#### Provided information
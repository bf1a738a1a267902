//! CIE L*a*b* color space (D65 white point)
//!
//! Used for the lightness shift between the two text colors and for the
//! toward-dark contrast search. Conversions go through CIE XYZ scaled to
//! 0..100, using the standard sRGB matrices.

use super::lut::{linear_to_srgb, srgb_to_linear, to_channel};
use super::rgb::Rgb;

/// D65 reference white, X component (Y is 100.0).
const WHITE_X: f64 = 95.047;
/// D65 reference white, Z component.
const WHITE_Z: f64 = 108.883;
const EPSILON: f64 = 0.008856;
const KAPPA: f64 = 903.3;

/// A color in CIE LAB space.
///
/// `l` runs from 0.0 (black) to 100.0 (white). `a` and `b` are unbounded
/// but stay within roughly ±128 for colors inside the sRGB gamut.
#[derive(Debug, Clone, Copy, PartialEq)]
pub struct Lab {
    /// Lightness, `0.0..=100.0`
    pub l: f64,
    /// Green-red axis
    pub a: f64,
    /// Blue-yellow axis
    pub b: f64,
}

impl Lab {
    /// Create a new LAB color. Components are not validated.
    #[inline]
    pub fn new(l: f64, a: f64, b: f64) -> Self {
        Self { l, a, b }
    }
}

fn pivot_xyz(component: f64) -> f64 {
    if component > EPSILON {
        component.cbrt()
    } else {
        (KAPPA * component + 16.0) / 116.0
    }
}

impl From<Rgb> for Lab {
    fn from(rgb: Rgb) -> Self {
        let r = srgb_to_linear(rgb.r);
        let g = srgb_to_linear(rgb.g);
        let b = srgb_to_linear(rgb.b);

        let x = 100.0 * (r * 0.4124 + g * 0.3576 + b * 0.1805);
        let y = 100.0 * (r * 0.2126 + g * 0.7152 + b * 0.0722);
        let z = 100.0 * (r * 0.0193 + g * 0.1192 + b * 0.9505);

        let fx = pivot_xyz(x / WHITE_X);
        let fy = pivot_xyz(y / 100.0);
        let fz = pivot_xyz(z / WHITE_Z);

        Self {
            l: (116.0 * fy - 16.0).max(0.0),
            a: 500.0 * (fx - fy),
            b: 200.0 * (fy - fz),
        }
    }
}

impl From<Lab> for Rgb {
    /// Convert back to sRGB, clamping each channel to `0..=255`.
    fn from(lab: Lab) -> Self {
        let fy = (lab.l + 16.0) / 116.0;
        let fx = lab.a / 500.0 + fy;
        let fz = fy - lab.b / 200.0;

        let cube = fx.powi(3);
        let xr = if cube > EPSILON {
            cube
        } else {
            (116.0 * fx - 16.0) / KAPPA
        };
        let yr = if lab.l > KAPPA * EPSILON {
            fy.powi(3)
        } else {
            lab.l / KAPPA
        };
        let cube = fz.powi(3);
        let zr = if cube > EPSILON {
            cube
        } else {
            (116.0 * fz - 16.0) / KAPPA
        };

        let x = xr * WHITE_X / 100.0;
        let y = yr;
        let z = zr * WHITE_Z / 100.0;

        let r = x * 3.2406 + y * -1.5372 + z * -0.4986;
        let g = x * -0.9689 + y * 1.8758 + z * 0.0415;
        let b = x * 0.0557 + y * -0.2040 + z * 1.0570;

        Rgb::new(
            to_channel(linear_to_srgb(r)),
            to_channel(linear_to_srgb(g)),
            to_channel(linear_to_srgb(b)),
        )
    }
}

#### Exercise description
Please return the material above exactly as written.

#### Solution for this task
repository bf1a738a1a267902
//! CIE L*a*b* color space (D65 white point)
//!
//! Used for the lightness shift between the two text colors and for the
//! toward-dark contrast search. Conversions go through CIE XYZ scaled to
//! 0..100, using the standard sRGB matrices.

use super::lut::{linear_to_srgb, srgb_to_linear, to_channel};
use super::rgb::Rgb;

/// D65 reference white, X component (Y is 100.0).
const WHITE_X: f64 = 95.047;
/// D65 reference white, Z component.
const WHITE_Z: f64 = 108.883;
const EPSILON: f64 = 0.008856;
const KAPPA: f64 = 903.3;

/// A color in CIE LAB space.
///
/// `l` runs from 0.0 (black) to 100.0 (white). `a` and `b` are unbounded
/// but stay within roughly ±128 for colors inside the sRGB gamut.
#[derive(Debug, Clone, Copy, PartialEq)]
pub struct Lab {
    /// Lightness, `0.0..=100.0`
    pub l: f64,
    /// Green-red axis
    pub a: f64,
    /// Blue-yellow axis
    pub b: f64,
}

impl Lab {
    /// Create a new LAB color. Components are not validated.
    #[inline]
    pub fn new(l: f64, a: f64, b: f64) -> Self {
        Self { l, a, b }
    }
}

fn pivot_xyz(component: f64) -> f64 {
    if component > EPSILON {
        component.cbrt()
    } else {
        (KAPPA * component + 16.0) / 116.0
    }
}

impl From<Rgb> for Lab {
    fn from(rgb: Rgb) -> Self {
        let r = srgb_to_linear(rgb.r);
        let g = srgb_to_linear(rgb.g);
        let b = srgb_to_linear(rgb.b);

        let x = 100.0 * (r * 0.4124 + g * 0.3576 + b * 0.1805);
        let y = 100.0 * (r * 0.2126 + g * 0.7152 + b * 0.0722);
        let z = 100.0 * (r * 0.0193 + g * 0.1192 + b * 0.9505);

        let fx = pivot_xyz(x / WHITE_X);
        let fy = pivot_xyz(y / 100.0);
        let fz = pivot_xyz(z / WHITE_Z);

        Self {
            l: (116.0 * fy - 16.0).max(0.0),
            a: 500.0 * (fx - fy),
            b: 200.0 * (fy - fz),
        }
    }
}

impl From<Lab> for Rgb {
    /// Convert back to sRGB, clamping each channel to `0..=255`.
    fn from(lab: Lab) -> Self {
        let fy = (lab.l + 16.0) / 116.0;
        let fx = lab.a / 500.0 + fy;
        let fz = fy - lab.b / 200.0;

        let cube = fx.powi(3);
        let xr = if cube > EPSILON {
            cube
        } else {
            (116.0 * fx - 16.0) / KAPPA
        };
        let yr = if lab.l > KAPPA * EPSILON {
            fy.powi(3)
        } else {
            lab.l / KAPPA
        };
        let cube = fz.powi(3);
        let zr = if cube > EPSILON {
            cube
        } else {
            (116.0 * fz - 16.0) / KAPPA
        };

        let x = xr * WHITE_X / 100.0;
        let y = yr;
        let z = zr * WHITE_Z / 100.0;

        let r = x * 3.2406 + y * -1.5372 + z * -0.4986;
        let g = x * -0.9689 + y * 1.8758 + z * 0.0415;
        let b = x * 0.0557 + y * -0.2040 + z * 1.0570;

        Rgb::new(
            to_channel(linear_to_srgb(r)),
            to_channel(linear_to_srgb(g)),
            to_channel(linear_to_srgb(b)),
        )
    }
}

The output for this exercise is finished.